---------- PROVIDED DATA

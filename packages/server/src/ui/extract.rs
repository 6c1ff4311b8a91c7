//! Request extractors.

use std::sync::Arc;

use axum::{extract::FromRequestParts, http::request::Parts};

use super::{error::ApiError, state::AppState};

/// Header carrying the admin token
pub const ADMIN_TOKEN_HEADER: &str = "x-admin-token";

/// Proof that the request carried the configured admin token.
///
/// Add it to a handler's arguments to make the route admin-only.
#[derive(Debug, Clone, Copy)]
pub struct AdminAccess;

impl FromRequestParts<Arc<AppState>> for AdminAccess {
    type Rejection = ApiError;

    async fn from_request_parts(
        parts: &mut Parts,
        state: &Arc<AppState>,
    ) -> Result<Self, Self::Rejection> {
        let provided = parts
            .headers
            .get(ADMIN_TOKEN_HEADER)
            .and_then(|value| value.to_str().ok());

        match provided {
            Some(token) if token == state.settings.admin_token => Ok(AdminAccess),
            _ => {
                tracing::warn!("Rejected admin request to {}", parts.uri.path());
                Err(ApiError::unauthorized())
            }
        }
    }
}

--------------------

**INSTRUCTIONS FOR THE TASK**
Output each entry exactly as written, leaving none out.

**EXPECTED ANSWER**
filename packages/server/src/ui/extract.rs
repository 6c1ff4311b8a91c7
//! Request extractors.

use std::sync::Arc;

use axum::{extract::FromRequestParts, http::request::Parts};

use super::{error::ApiError, state::AppState};

/// Header carrying the admin token
pub const ADMIN_TOKEN_HEADER: &str = "x-admin-token";

/// Proof that the request carried the configured admin token.
///
/// Add it to a handler's arguments to make the route admin-only.
#[derive(Debug, Clone, Copy)]
pub struct AdminAccess;

impl FromRequestParts<Arc<AppState>> for AdminAccess {
    type Rejection = ApiError;

    async fn from_request_parts(
        parts: &mut Parts,
        state: &Arc<AppState>,
    ) -> Result<Self, Self::Rejection> {
        let provided = parts
            .headers
            .get(ADMIN_TOKEN_HEADER)
            .and_then(|value| value.to_str().ok());

        match provided {
            Some(token) if token == state.settings.admin_token => Ok(AdminAccess),
            _ => {
                tracing::warn!("Rejected admin request to {}", parts.uri.path());
                Err(ApiError::unauthorized())
            }
        }
    }
}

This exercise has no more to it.